A number of social, economic and political developments lie behind this process of pacification. Comparison of the demographic structure in 1971 and 1981 indicates significant changes.  Non-Bahrainis constituted 17.5 percent of the total population in 1971. In 1981, the percentage of foreigners rose to 32 percent of the total population of that year. The figures show in particular a larger increase in non-Arab foreigners. Nearly all new migrants were laborers, and most of these came from the Indian subcontinent and other parts of southeast Asia.
One effect of these changes in the size and composition of the foreign labor force was the fragmentation of the working class along ethnic, lingual and religious divides. This fragmentation was replicated even on many shop floors. Changes in the composition of the labor force included a noticeable shift in its distribution by economic sector. This was also affected by shifts in social status ascribed to various occupations. In the newly consolidated rank order of occupational categories, Asians are concentrated at the bottom of the scale, Europeans and Americans at the top, and locals are concentrated in the middle. The percentage of Bahrainis in the labor force fell from 63 percent in 1971 to 42 percent in 1981. The decline is noticeable in every occupational category. The least affected categories are the “clerical and related workers,” and the “professional and technical workers.” Both categories are white-collar occupations where the government is the largest employer. The largest declines are in “sales, services, agriculture and production,” which are mainly privately owned and managed.

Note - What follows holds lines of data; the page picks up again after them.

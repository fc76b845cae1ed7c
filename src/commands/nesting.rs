use crate::error::{BlockError, BlockResult};

/// Where a new block attaches.
#[derive(Debug, Clone, Copy, PartialEq, Eq)]
pub enum Nesting<'a> {
    /// Directly under the named page.
    Top { page_id: &'a str },
    /// Under an existing non-root block.
    Child { parent_id: &'a str },
}

impl<'a> Nesting<'a> {
    pub fn target_id(&self) -> &'a str {
        match self {
            Nesting::Top { page_id } => page_id,
            Nesting::Child { parent_id } => parent_id,
        }
    }
}

/// Classify a creation request by which of `parent_id` / `page_id` is set.
///
/// Exactly one must be present; empty strings count as absent.
pub fn classify<'a>(
    parent_id: Option<&'a str>,
    page_id: Option<&'a str>,
) -> BlockResult<Nesting<'a>> {
    let parent_id = parent_id.filter(|id| !id.is_empty());
    let page_id = page_id.filter(|id| !id.is_empty());

    match (parent_id, page_id) {
        (Some(parent_id), None) => Ok(Nesting::Child { parent_id }),
        (None, Some(page_id)) => Ok(Nesting::Top { page_id }),
        (Some(_), Some(_)) => Err(BlockError::validation(
            "parent_id and page_id are mutually exclusive",
        )),
        (None, None) => Err(BlockError::validation(
            "one of parent_id or page_id is required",
        )),
    }
}

#[cfg(test)]
mod tests {
    use super::*;

    #[test]
    fn test_top_and_child() {
        assert_eq!(
            classify(None, Some("p1")).unwrap(),
            Nesting::Top { page_id: "p1" }
        );
        assert_eq!(
            classify(Some("c1"), None).unwrap(),
            Nesting::Child { parent_id: "c1" }
        );
        assert_eq!(classify(Some("c1"), None).unwrap().target_id(), "c1");
    }

    #[test]
    fn test_neither_or_both_rejected() {
        assert!(matches!(
            classify(None, None),
            Err(BlockError::ValidationFailed(_))
        ));
        assert!(matches!(
            classify(Some("c1"), Some("p1")),
            Err(BlockError::ValidationFailed(_))
        ));
    }

    #[test]
    fn test_empty_strings_count_as_absent() {
        assert_eq!(
            classify(Some(""), Some("p1")).unwrap(),
            Nesting::Top { page_id: "p1" }
        );
        assert!(classify(Some(""), Some("")).is_err());
    }
}
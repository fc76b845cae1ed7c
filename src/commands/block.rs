use crate::commands::nesting::{classify, Nesting};
use crate::engine::RequestContext;
use crate::error::{BlockError, BlockResult};
use crate::models::{
    merge_meta, Block, BlockType, CreateBlockPayload, CreatePagePayload, PageTitle, Permission,
    UpdateBlockPayload,
};
use crate::state::AppState;
use crate::utils::time::now_utc;

/// Create a new page owned by the actor.
///
/// # Arguments
/// * `actor_id` - Authenticated user; becomes the page owner
/// * `payload` - Title and sibling order of the page
///
/// # Returns
/// * `Ok(Block)` - The persisted page (`path == id`)
/// * `Err(ValidationFailed)` - Empty title
pub async fn create_page(
    state: &AppState,
    ctx: &RequestContext,
    actor_id: &str,
    payload: CreatePagePayload,
) -> BlockResult<Block> {
    let meta = serde_json::json!({ "title": payload.title });
    state.validators.validate(&BlockType::Page, &meta)?;

    state
        .blocks
        .create_page(ctx, actor_id, &payload.title, payload.order)
        .await
}

/// Create a block at the top of a page or under an existing block.
///
/// Runs the full pipeline: nesting classification, metadata validation,
/// `EDIT` check on the target, then the insert.
///
/// # Returns
/// * `Ok(Block)` - The persisted block, path `target.path + "." + id`
/// * `Err(ValidationFailed)` - Bad nesting fields, bad meta, PAGE type, or a
///   target of the wrong kind
/// * `Err(BlockNotFound)` / `Err(BlockAccessDenied)` - Target problems
pub async fn create_block(
    state: &AppState,
    ctx: &RequestContext,
    actor_id: &str,
    payload: CreateBlockPayload,
) -> BlockResult<Block> {
    let nesting = classify(payload.parent_id.as_deref(), payload.page_id.as_deref())?;

    if payload.block_type == BlockType::Page {
        return Err(BlockError::validation(
            "PAGE blocks are root blocks; use create_page",
        ));
    }
    state.validators.validate(&payload.block_type, &payload.meta)?;

    let target = state
        .evaluator
        .check_access(ctx, actor_id, nesting.target_id(), Permission::Edit)
        .await?;

    match nesting {
        Nesting::Top { page_id } if !target.is_page() => {
            return Err(BlockError::validation(format!(
                "page_id '{}' does not name a page",
                page_id
            )));
        }
        Nesting::Child { parent_id } if target.is_page() => {
            return Err(BlockError::validation(format!(
                "parent_id '{}' is a page; use page_id for top-level blocks",
                parent_id
            )));
        }
        _ => {}
    }

    state
        .blocks
        .create_child(ctx, &target.id, &payload.block_type, &payload.meta, payload.order)
        .await
}

/// Merge new meta into a block and/or change its sibling order.
///
/// The block type is immutable; the merged meta must still satisfy the
/// type's schema.
pub async fn update_block(
    state: &AppState,
    ctx: &RequestContext,
    actor_id: &str,
    payload: UpdateBlockPayload,
) -> BlockResult<Block> {
    let block = state
        .evaluator
        .check_access(ctx, actor_id, &payload.block_id, Permission::Edit)
        .await?;

    if let Some(block_type) = &payload.block_type {
        if *block_type != block.block_type {
            return Err(BlockError::validation(format!(
                "block type is immutable ({} -> {})",
                block.block_type, block_type
            )));
        }
    }

    if !payload.meta.is_empty() {
        let mut merged = block.meta.clone();
        merge_meta(&mut merged, &payload.meta);
        state.validators.validate(&block.block_type, &merged)?;
    }

    state
        .blocks
        .update_block(ctx, &block.id, &payload.meta, payload.order)
        .await
}

pub async fn get_block(
    state: &AppState,
    ctx: &RequestContext,
    actor_id: &str,
    block_id: &str,
) -> BlockResult<Block> {
    state
        .evaluator
        .check_access(ctx, actor_id, block_id, Permission::View)
        .await
}

/// Direct children of a block the actor can view.
pub async fn list_children(
    state: &AppState,
    ctx: &RequestContext,
    actor_id: &str,
    block_id: &str,
) -> BlockResult<Vec<Block>> {
    let parent = state
        .evaluator
        .check_access(ctx, actor_id, block_id, Permission::View)
        .await?;
    state.blocks.list_children(ctx, &parent.id).await
}

/// Top-level blocks of a page.
pub async fn list_page_top_blocks(
    state: &AppState,
    ctx: &RequestContext,
    actor_id: &str,
    page_id: &str,
) -> BlockResult<Vec<Block>> {
    let page = state
        .evaluator
        .check_access(ctx, actor_id, page_id, Permission::View)
        .await?;
    if !page.is_page() {
        return Err(BlockError::validation(format!(
            "'{}' is not a page",
            page_id
        )));
    }
    state.blocks.list_children(ctx, &page.id).await
}

/// Pages the actor owns or has been given access to.
pub async fn list_pages(
    state: &AppState,
    ctx: &RequestContext,
    actor_id: &str,
) -> BlockResult<Vec<Block>> {
    state
        .blocks
        .list_pages_for_user(ctx, actor_id, now_utc())
        .await
}

/// Ids and titles of the pages the actor owns.
pub async fn list_page_titles(
    state: &AppState,
    ctx: &RequestContext,
    actor_id: &str,
) -> BlockResult<Vec<PageTitle>> {
    state.blocks.list_owned_page_titles(ctx, actor_id).await
}

/// Delete a block with its whole subtree and the grants scoped inside it.
///
/// Deleting a page needs `OWNER`; deleting anything below a page needs `EDIT`.
pub async fn delete_block(
    state: &AppState,
    ctx: &RequestContext,
    actor_id: &str,
    block_id: &str,
) -> BlockResult<()> {
    let block = state.blocks.get_by_id(ctx, block_id).await?;
    let required = if block.is_page() {
        Permission::Owner
    } else {
        Permission::Edit
    };

    state
        .evaluator
        .check_block_access(ctx, actor_id, &block, required)
        .await?;

    state.blocks.delete_subtree(ctx, &block.id).await
}
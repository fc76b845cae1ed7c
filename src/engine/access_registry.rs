use crate::engine::context::RequestContext;
use crate::error::{BlockError, BlockResult};
use crate::models::{AccessGrant, GrantPatch, Permission};
use crate::utils::time::{from_db, now_utc, to_db};
use crate::utils::BlockPath;
use chrono::{DateTime, Utc};
use sqlx::sqlite::{SqlitePool, SqliteRow};
use sqlx::Row;

const GRANT_COLUMNS: &str = "id, grantee_id, granted_by, root_path, permission, is_active, \
     expires_at, created_at, updated_at";

/// Ranks permissions inside SQL so the highest one sorts first.
const PERMISSION_RANK_SQL: &str =
    "CASE permission WHEN 'OWNER' THEN 3 WHEN 'EDIT' THEN 2 ELSE 1 END";

/// Sharing entries: who may act on which subtree, at which level, until when.
///
/// Authorization of the caller is the evaluator's job; the registry only
/// persists and queries grants.
#[derive(Debug, Clone)]
pub struct AccessRegistry {
    pool: SqlitePool,
}

impl AccessRegistry {
    pub fn new(pool: SqlitePool) -> Self {
        Self { pool }
    }

    /// Upsert the grant for `(grantee_id, path of block_id)`.
    ///
    /// Re-granting overwrites permission and expiry, re-activates the grant
    /// and records the new issuer; the most recent call wins. The scope path
    /// is read from the live block row in the same statement, so granting on
    /// a block that is being deleted either lands first (and is removed by
    /// the cascade) or fails with `BlockNotFound`.
    pub async fn grant(
        &self,
        ctx: &RequestContext,
        granted_by: &str,
        grantee_id: &str,
        block_id: &str,
        permission: Permission,
        expires_at: Option<DateTime<Utc>>,
    ) -> BlockResult<AccessGrant> {
        let id = uuid::Uuid::new_v4().to_string();
        let now = to_db(&now_utc());
        let expires_at = expires_at.as_ref().map(to_db);
        let sql = format!(
            "INSERT INTO access_grants
                (id, grantee_id, granted_by, root_path, permission, is_active, expires_at, created_at, updated_at)
             SELECT ?1, ?2, ?3, path, ?4, 1, ?5, ?6, ?6 FROM blocks WHERE id = ?7
             ON CONFLICT (grantee_id, root_path) DO UPDATE SET
                permission = excluded.permission,
                expires_at = excluded.expires_at,
                granted_by = excluded.granted_by,
                is_active = 1,
                updated_at = excluded.updated_at
             RETURNING {}",
            GRANT_COLUMNS
        );

        let grant = ctx
            .run(async {
                let row = sqlx::query(&sql)
                    .bind(&id)
                    .bind(grantee_id)
                    .bind(granted_by)
                    .bind(permission.as_str())
                    .bind(expires_at.as_deref())
                    .bind(&now)
                    .bind(block_id)
                    .fetch_optional(&self.pool)
                    .await
                    .map_err(BlockError::FailedToCreate)?
                    .ok_or_else(|| BlockError::BlockNotFound(block_id.to_string()))?;
                row_to_grant(&row).map_err(BlockError::Storage)
            })
            .await?;

        log::info!(
            "grant | {} granted {} {} on {}",
            granted_by,
            grantee_id,
            grant.permission,
            grant.root_path
        );
        Ok(grant)
    }

    pub async fn get(&self, ctx: &RequestContext, grant_id: &str) -> BlockResult<AccessGrant> {
        let sql = format!("SELECT {} FROM access_grants WHERE id = ?1", GRANT_COLUMNS);
        ctx.run(async {
            let row = sqlx::query(&sql)
                .bind(grant_id)
                .fetch_optional(&self.pool)
                .await
                .map_err(BlockError::Storage)?
                .ok_or_else(|| BlockError::GrantNotFound(grant_id.to_string()))?;
            row_to_grant(&row).map_err(BlockError::Storage)
        })
        .await
    }

    /// Apply a partial update. Fields absent from `patch` are kept.
    pub async fn update(
        &self,
        ctx: &RequestContext,
        grant_id: &str,
        patch: &GrantPatch,
    ) -> BlockResult<AccessGrant> {
        let now = to_db(&now_utc());
        let set_expiry = patch.expires_at.is_some();
        let expires_at = patch.expires_at.flatten().as_ref().map(to_db);
        let sql = format!(
            "UPDATE access_grants SET
                permission = COALESCE(?1, permission),
                is_active = COALESCE(?2, is_active),
                expires_at = CASE WHEN ?3 THEN ?4 ELSE expires_at END,
                updated_at = ?5
             WHERE id = ?6
             RETURNING {}",
            GRANT_COLUMNS
        );

        let grant = ctx
            .run(async {
                let row = sqlx::query(&sql)
                    .bind(patch.permission.map(Permission::as_str))
                    .bind(patch.is_active)
                    .bind(set_expiry)
                    .bind(expires_at.as_deref())
                    .bind(&now)
                    .bind(grant_id)
                    .fetch_optional(&self.pool)
                    .await
                    .map_err(BlockError::FailedToUpdate)?
                    .ok_or_else(|| BlockError::GrantNotFound(grant_id.to_string()))?;
                row_to_grant(&row).map_err(BlockError::Storage)
            })
            .await?;

        log::info!(
            "update_grant | grant {} now {} (active: {})",
            grant.id,
            grant.permission,
            grant.is_active
        );
        Ok(grant)
    }

    /// Soft-disable a grant.
    pub async fn revoke(&self, ctx: &RequestContext, grant_id: &str) -> BlockResult<AccessGrant> {
        self.update(ctx, grant_id, &GrantPatch::revoke()).await
    }

    /// Physically remove a grant.
    pub async fn delete(&self, ctx: &RequestContext, grant_id: &str) -> BlockResult<()> {
        let affected = ctx
            .run(async {
                sqlx::query("DELETE FROM access_grants WHERE id = ?1")
                    .bind(grant_id)
                    .execute(&self.pool)
                    .await
                    .map(|r| r.rows_affected())
                    .map_err(BlockError::FailedToDelete)
            })
            .await?;

        if affected == 0 {
            return Err(BlockError::GrantNotFound(grant_id.to_string()));
        }
        log::info!("delete_grant | grant {} removed", grant_id);
        Ok(())
    }

    /// The grant that decides `grantee_id`'s access to `path` at `now`.
    ///
    /// Candidates are grants scoped at `path` or any ancestor that are active
    /// and unexpired. The highest permission wins; among equals the most
    /// specific (longest) scope is returned.
    pub async fn find_effective_grant(
        &self,
        ctx: &RequestContext,
        grantee_id: &str,
        path: &BlockPath,
        now: DateTime<Utc>,
    ) -> BlockResult<Option<AccessGrant>> {
        let sql = format!(
            "SELECT {} FROM access_grants
             WHERE grantee_id = ?1
               AND (root_path = ?2 OR substr(?2, 1, length(root_path) + 1) = root_path || '.')
               AND is_active = 1
               AND (expires_at IS NULL OR expires_at > ?3)
             ORDER BY {} DESC, length(root_path) DESC
             LIMIT 1",
            GRANT_COLUMNS, PERMISSION_RANK_SQL
        );
        let now = to_db(&now);

        let grant = ctx
            .run(async {
                sqlx::query(&sql)
                    .bind(grantee_id)
                    .bind(path.as_str())
                    .bind(&now)
                    .fetch_optional(&self.pool)
                    .await
                    .map_err(BlockError::Storage)?
                    .map(|row| row_to_grant(&row).map_err(BlockError::Storage))
                    .transpose()
            })
            .await?;

        log::debug!(
            "find_effective_grant | {} on {}: {:?}",
            grantee_id,
            path,
            grant.as_ref().map(|g| g.permission)
        );
        Ok(grant)
    }

    /// All grants issued by `actor_id`, newest first.
    pub async fn list_granted_by(
        &self,
        ctx: &RequestContext,
        actor_id: &str,
    ) -> BlockResult<Vec<AccessGrant>> {
        let sql = format!(
            "SELECT {} FROM access_grants WHERE granted_by = ?1 ORDER BY updated_at DESC, id",
            GRANT_COLUMNS
        );
        ctx.run(async {
            let rows = sqlx::query(&sql)
                .bind(actor_id)
                .fetch_all(&self.pool)
                .await
                .map_err(BlockError::Storage)?;
            rows.iter()
                .map(|row| row_to_grant(row).map_err(BlockError::Storage))
                .collect()
        })
        .await
    }
}

/// Convert a database row to an AccessGrant.
fn row_to_grant(row: &SqliteRow) -> Result<AccessGrant, sqlx::Error> {
    let id: String = row.try_get(0)?;
    let grantee_id: String = row.try_get(1)?;
    let granted_by: String = row.try_get(2)?;
    let root_path: String = row.try_get(3)?;
    let permission: String = row.try_get(4)?;
    let is_active: bool = row.try_get(5)?;
    let expires_at: Option<String> = row.try_get(6)?;
    let created_at: String = row.try_get(7)?;
    let updated_at: String = row.try_get(8)?;

    let decode = |e: Box<dyn std::error::Error + Send + Sync>| sqlx::Error::Decode(e);

    Ok(AccessGrant {
        id,
        grantee_id,
        granted_by,
        root_path: BlockPath::parse(&root_path).map_err(|e| decode(Box::new(e)))?,
        permission: permission
            .parse()
            .map_err(|e: String| decode(e.into()))?,
        is_active,
        expires_at: expires_at
            .as_deref()
            .map(from_db)
            .transpose()
            .map_err(|e| decode(Box::new(e)))?,
        created_at: from_db(&created_at).map_err(|e| decode(Box::new(e)))?,
        updated_at: from_db(&updated_at).map_err(|e| decode(Box::new(e)))?,
    })
}
pub mod evaluator;

pub use evaluator::{decide, Decision, PermissionEvaluator};
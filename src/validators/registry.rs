use super::core::MetaValidator;
use crate::error::{BlockError, BlockResult};
use crate::models::BlockType;
use serde_json::Value;
use std::collections::HashMap;
use std::sync::Arc;

/// Registry of metadata validators keyed by block type tag.
///
/// Validators are registered at initialization and looked up per request.
pub struct ValidatorRegistry {
    validators: HashMap<String, Arc<dyn MetaValidator>>,
}

impl ValidatorRegistry {
    /// Create a new registry with all built-in validators registered.
    pub fn new() -> Self {
        let mut registry = Self::empty();
        registry.register_builtins();
        registry
    }

    /// A registry that validates nothing.
    pub fn empty() -> Self {
        Self {
            validators: HashMap::new(),
        }
    }

    /// Register a validator, replacing any previous one for the same tag.
    pub fn register(&mut self, validator: Arc<dyn MetaValidator>) {
        self.validators
            .insert(validator.block_type().to_string(), validator);
    }

    pub fn get(&self, block_type: &str) -> Option<Arc<dyn MetaValidator>> {
        self.validators.get(block_type).cloned()
    }

    /// Check `meta` against the schema of `block_type`.
    ///
    /// Absent (`null`) or empty meta means "no content yet" and is accepted.
    /// Types without a registered validator are accepted unchecked.
    pub fn validate(&self, block_type: &BlockType, meta: &Value) -> BlockResult<()> {
        let meta = match meta {
            Value::Null => return Ok(()),
            Value::Object(obj) if obj.is_empty() => return Ok(()),
            Value::Object(obj) => obj,
            _ => {
                return Err(BlockError::validation(format!(
                    "{} meta must be a JSON object",
                    block_type
                )))
            }
        };

        let Some(validator) = self.validators.get(block_type.as_str()) else {
            log::debug!("validate | no validator for block type {}", block_type);
            return Ok(());
        };

        validator.validate(meta).map_err(|details| {
            log::debug!("validate | {} meta rejected: {}", block_type, details);
            BlockError::validation(format!("{} meta: {}", block_type, details))
        })
    }

    fn register_builtins(&mut self) {
        use super::builtins::*;

        self.register(Arc::new(TextMetaValidator));
        self.register(Arc::new(ContainerMetaValidator));
        self.register(Arc::new(PageMetaValidator));
    }
}

impl Default for ValidatorRegistry {
    fn default() -> Self {
        Self::new()
    }
}

impl std::fmt::Debug for ValidatorRegistry {
    fn fmt(&self, f: &mut std::fmt::Formatter<'_>) -> std::fmt::Result {
        let mut tags: Vec<&String> = self.validators.keys().collect();
        tags.sort();
        f.debug_struct("ValidatorRegistry").field("block_types", &tags).finish()
    }
}
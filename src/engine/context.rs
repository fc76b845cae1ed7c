use crate::error::{BlockError, BlockResult};
use std::future::Future;
use std::time::Duration;
use tokio_util::sync::CancellationToken;

/// Per-request execution context for storage calls.
///
/// Every store and registry operation runs through [`RequestContext::run`],
/// which aborts the database future when the token is cancelled or the
/// timeout elapses. Dropping the future drops any open `sqlx::Transaction`,
/// so an aborted operation is rolled back rather than partially applied.
#[derive(Debug, Clone, Default)]
pub struct RequestContext {
    timeout: Option<Duration>,
    cancel: CancellationToken,
}

impl RequestContext {
    pub fn new() -> Self {
        Self::default()
    }

    pub fn with_timeout(mut self, timeout: Duration) -> Self {
        self.timeout = Some(timeout);
        self
    }

    pub fn with_optional_timeout(mut self, timeout: Option<Duration>) -> Self {
        self.timeout = timeout;
        self
    }

    /// Tie this context to a caller-owned token (e.g. the request's).
    pub fn with_cancellation(mut self, token: CancellationToken) -> Self {
        self.cancel = token;
        self
    }

    pub fn timeout(&self) -> Option<Duration> {
        self.timeout
    }

    /// Run one unit of storage work under this context.
    pub async fn run<T, F>(&self, work: F) -> BlockResult<T>
    where
        F: Future<Output = BlockResult<T>>,
    {
        if self.cancel.is_cancelled() {
            return Err(BlockError::Cancelled);
        }

        let bounded = async {
            match self.timeout {
                Some(limit) => tokio::time::timeout(limit, work)
                    .await
                    .map_err(|_| BlockError::Timeout(limit))?,
                None => work.await,
            }
        };

        tokio::select! {
            biased;
            _ = self.cancel.cancelled() => Err(BlockError::Cancelled),
            result = bounded => result,
        }
    }
}

#[cfg(test)]
mod tests {
    use super::*;

    #[tokio::test]
    async fn test_run_passes_result_through() {
        let ctx = RequestContext::new();
        let value = ctx.run(async { Ok::<_, BlockError>(7) }).await.unwrap();
        assert_eq!(value, 7);
    }

    #[tokio::test]
    async fn test_cancelled_context_skips_work() {
        let token = CancellationToken::new();
        let ctx = RequestContext::new().with_cancellation(token.clone());
        token.cancel();

        let mut ran = false;
        let result = ctx
            .run(async {
                ran = true;
                Ok::<_, BlockError>(())
            })
            .await;

        assert!(matches!(result, Err(BlockError::Cancelled)));
        assert!(!ran);
    }

    #[tokio::test]
    async fn test_cancellation_interrupts_pending_work() {
        let token = CancellationToken::new();
        let ctx = RequestContext::new().with_cancellation(token.clone());

        let canceller = tokio::spawn(async move {
            tokio::time::sleep(Duration::from_millis(20)).await;
            token.cancel();
        });

        let result = ctx
            .run(async {
                tokio::time::sleep(Duration::from_secs(30)).await;
                Ok::<_, BlockError>(())
            })
            .await;

        canceller.await.unwrap();
        assert!(matches!(result, Err(BlockError::Cancelled)));
    }

    #[tokio::test]
    async fn test_timeout_elapses() {
        let ctx = RequestContext::new().with_timeout(Duration::from_millis(10));
        let result = ctx
            .run(async {
                tokio::time::sleep(Duration::from_secs(30)).await;
                Ok::<_, BlockError>(())
            })
            .await;

        assert!(matches!(result, Err(BlockError::Timeout(d)) if d == Duration::from_millis(10)));
    }
}
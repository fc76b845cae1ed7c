mod block;
mod grant;
pub mod payloads;

pub use block::{merge_meta, Block, BlockType, PageTitle};
pub use grant::{AccessGrant, GrantPatch, Permission};
pub use payloads::*;
use crate::validators::core::{type_name, ValidationResult};
use serde_json::{Map, Value};
use validator_macros::meta_validator;

/// TEXT blocks carry their rich-text document under `json`.
///
/// The document must be a non-empty object or array.
#[meta_validator(block_type = "TEXT")]
fn validate_text(meta: &Map<String, Value>) -> ValidationResult {
    match meta.get("json") {
        Some(Value::Object(doc)) if !doc.is_empty() => Ok(()),
        Some(Value::Array(doc)) if !doc.is_empty() => Ok(()),
        Some(Value::Object(_)) | Some(Value::Array(_)) => {
            Err("'json' must be a non-empty document".to_string())
        }
        Some(other) => Err(format!(
            "'json' must be a structured document, got {}",
            type_name(other)
        )),
        None => Err("'json' is required".to_string()),
    }
}
use crate::config::NotedConfig;
use sqlx::sqlite::{SqliteConnectOptions, SqliteJournalMode, SqlitePool, SqlitePoolOptions};
use std::str::FromStr;
use std::time::Duration;

/// SQLite bootstrap for the block tree and the access registry.
///
/// This implementation uses sqlx for async database operations,
/// making it compatible with tokio runtime and safe to use across threads.
pub struct Database;

impl Database {
    /// Open the database described by `config` and initialize the schema.
    ///
    /// The path can be:
    /// - A file path like "noted.db" or "./data/noted.db"
    /// - ":memory:" for in-memory database (testing)
    pub async fn connect(config: &NotedConfig) -> Result<SqlitePool, sqlx::Error> {
        let pool = if config.is_in_memory() {
            // sqlx names each ":memory:" database uniquely and shares it across
            // the pool's connections; one connection keeps it alive and
            // avoids shared-cache table locks.
            SqlitePoolOptions::new()
                .max_connections(1)
                .idle_timeout(None)
                .max_lifetime(None)
                .connect_with(SqliteConnectOptions::from_str("sqlite::memory:")?.foreign_keys(true))
                .await?
        } else {
            let path = std::path::Path::new(&config.database_path);
            if let Some(parent) = path.parent() {
                std::fs::create_dir_all(parent).map_err(sqlx::Error::Io)?;
            }

            SqlitePoolOptions::new()
                .max_connections(config.max_connections.max(1))
                .connect_with(
                    SqliteConnectOptions::new()
                        .filename(path)
                        .create_if_missing(true)
                        .journal_mode(SqliteJournalMode::Wal)
                        .foreign_keys(true)
                        .busy_timeout(Duration::from_secs(5)),
                )
                .await?
        };

        Self::init_schema(&pool).await?;
        log::debug!("Block database ready at {}", config.database_path);

        Ok(pool)
    }

    /// Initialize the database schema (tables and indexes).
    async fn init_schema(pool: &SqlitePool) -> Result<(), sqlx::Error> {
        // `path` is the materialized path; subtree scans are range queries on
        // its unique index.
        sqlx::query(
            "CREATE TABLE IF NOT EXISTS blocks (
                id TEXT PRIMARY KEY,
                block_type TEXT NOT NULL,
                meta TEXT NOT NULL,
                path TEXT NOT NULL UNIQUE,
                owner_id TEXT,
                sort_order INTEGER NOT NULL DEFAULT 0,
                created_at TEXT NOT NULL,
                updated_at TEXT NOT NULL
            )",
        )
        .execute(pool)
        .await?;

        sqlx::query("CREATE INDEX IF NOT EXISTS idx_blocks_owner ON blocks(owner_id)")
            .execute(pool)
            .await?;

        sqlx::query(
            "CREATE TABLE IF NOT EXISTS access_grants (
                id TEXT PRIMARY KEY,
                grantee_id TEXT NOT NULL,
                granted_by TEXT NOT NULL,
                root_path TEXT NOT NULL REFERENCES blocks(path) ON DELETE CASCADE,
                permission TEXT NOT NULL CHECK (permission IN ('VIEW', 'EDIT', 'OWNER')),
                is_active INTEGER NOT NULL DEFAULT 1,
                expires_at TEXT,
                created_at TEXT NOT NULL,
                updated_at TEXT NOT NULL,
                UNIQUE (grantee_id, root_path)
            )",
        )
        .execute(pool)
        .await?;

        sqlx::query("CREATE INDEX IF NOT EXISTS idx_grants_root_path ON access_grants(root_path)")
            .execute(pool)
            .await?;

        sqlx::query("CREATE INDEX IF NOT EXISTS idx_grants_granted_by ON access_grants(granted_by)")
            .execute(pool)
            .await?;

        Ok(())
    }
}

At present, the saturation and structural inadequacies of the island’s economy have slowed down this rate of increase in foreign workers. Official figures for 1982-1984 show a decline in the influx of new migrant laborers from the 1981 figure of 22,230 new labor permits.  But even if these constraints on the import of foreign labor persist, they are unlikely to offset the large demand for domestic servants, maids, cooks, gardeners and drivers. Political considerations may reduce the impact of economic realities by inducing Saudi Arabia and other GCC states to pump more financial aid into Bahrain.
Independence created a need to accelerate efforts to modernize the state apparatus to meet the “normal” tasks of statehood. The Bahraini Defense Force (BDF), public administration and municipal services have grown considerably in the aftermath of the British announcement of their intention to withdraw from the Gulf.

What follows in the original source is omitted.